Although HCM may be asymptomatic, affected individuals may present with symptoms ranging from mild to critical heart failure and sudden cardiac death at any point from early childhood to seniority. HCM is the leading cause of sudden cardiac death in young athletes in the United States, and the most common genetic cardiovascular disorder. One study found that the incidence of sudden cardiac death in young competitive athletes declined in the Veneto region of Italy by 89% since introduction of routine Hypertrophic Cardiomyopathy Screening of athletes. As of 2010, however, studies have shown that the incidence of sudden cardiac death, among all HCM patients, has declined to one percent, or less.
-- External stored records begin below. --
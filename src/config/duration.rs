//! Duration parsing utilities.

use anyhow::Context;
use std::time::Duration;

/// Parse a duration string like "1h", "30m", "90s", "250ms" or "300".
///
/// Plain numbers are seconds. Usable directly as a clap `value_parser`.
pub fn parse_duration(s: &str) -> anyhow::Result<Duration> {
    let s = s.trim();
    if s.is_empty() {
        anyhow::bail!("Empty duration string");
    }

    // "ms" must be checked before the single-letter suffixes
    if let Some(num_str) = s.strip_suffix("ms") {
        let millis: u64 = num_str
            .parse()
            .with_context(|| format!("Invalid milliseconds value: {num_str}"))?;
        return Ok(Duration::from_millis(millis));
    }
    if let Some(num_str) = s.strip_suffix('h') {
        let hours: u64 = num_str
            .parse()
            .with_context(|| format!("Invalid hours value: {num_str}"))?;
        return Ok(Duration::from_secs(hours * 3600));
    }
    if let Some(num_str) = s.strip_suffix('m') {
        let minutes: u64 = num_str
            .parse()
            .with_context(|| format!("Invalid minutes value: {num_str}"))?;
        return Ok(Duration::from_secs(minutes * 60));
    }
    if let Some(num_str) = s.strip_suffix('s') {
        let secs: u64 = num_str
            .parse()
            .with_context(|| format!("Invalid seconds value: {num_str}"))?;
        return Ok(Duration::from_secs(secs));
    }

    let secs: u64 = s
        .parse()
        .with_context(|| format!("Invalid duration value: {s}"))?;
    Ok(Duration::from_secs(secs))
}

#[cfg(test)]
mod tests {
    use super::*;

    #[test]
    fn test_suffixes() {
        assert_eq!(parse_duration("1h").unwrap(), Duration::from_secs(3600));
        assert_eq!(parse_duration("5m").unwrap(), Duration::from_secs(300));
        assert_eq!(parse_duration("90s").unwrap(), Duration::from_secs(90));
        assert_eq!(parse_duration("250ms").unwrap(), Duration::from_millis(250));
    }

    #[test]
    fn test_plain_number_is_seconds() {
        assert_eq!(parse_duration("300").unwrap(), Duration::from_secs(300));
        assert_eq!(parse_duration(" 7 ").unwrap(), Duration::from_secs(7));
    }

    #[test]
    fn test_invalid() {
        assert!(parse_duration("").is_err());
        assert!(parse_duration("abc").is_err());
        assert!(parse_duration("-5s").is_err());
        assert!(parse_duration("1.5h").is_err());
        let err = parse_duration("xm").unwrap_err();
        assert!(err.to_string().contains("minutes"));
    }
}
HCM can be detected with an echocardiogram with 80%+ accuracy, which can be preceded by screening with an electrocardiogram (ECG) to test for heart abnormalities. Cardiac magnetic resonance imaging (CMR), considered the gold standard for determining the physical properties of the left ventricular wall, can serve as an alterative screening tool when an echocardiogram provides inconclusive results. For example, the identification of segmental lateral ventricular hypertrophy cannot be accomplished with echocardiography alone. Also, left ventricular hypertrophy may be absent in children under thirteen years of age. This undermines the results of pre-adolescents’ echocardiograms. Researchers, however, have studied asymptomatic carriers of a HCM-causing mutation through the use of CMR and have been able to identify crypts in the interventricular septal tissue in these patients. It has been proposed that the formation of these crypts is an indication of myocyte disarray and altered vessel walls that may later result in the clinical expression of HCM. Lastly, giving warning of heart abnormalities in only 3% of patients before sudden cardiac death, the gathering of family history and physical examination alone are ineffective. A possible explanation for this is that the gathering of family history only focuses on whether sudden death occurred or not. It fails to acknowledge the age at which relatives suffered sudden cardiac death, as well as the frequency of the cardiac events. Furthermore, given the several factors necessary to be considered at risk for sudden cardiac death, and that no factor is more important than another, there exists ambiguity regarding when to implement special treatment.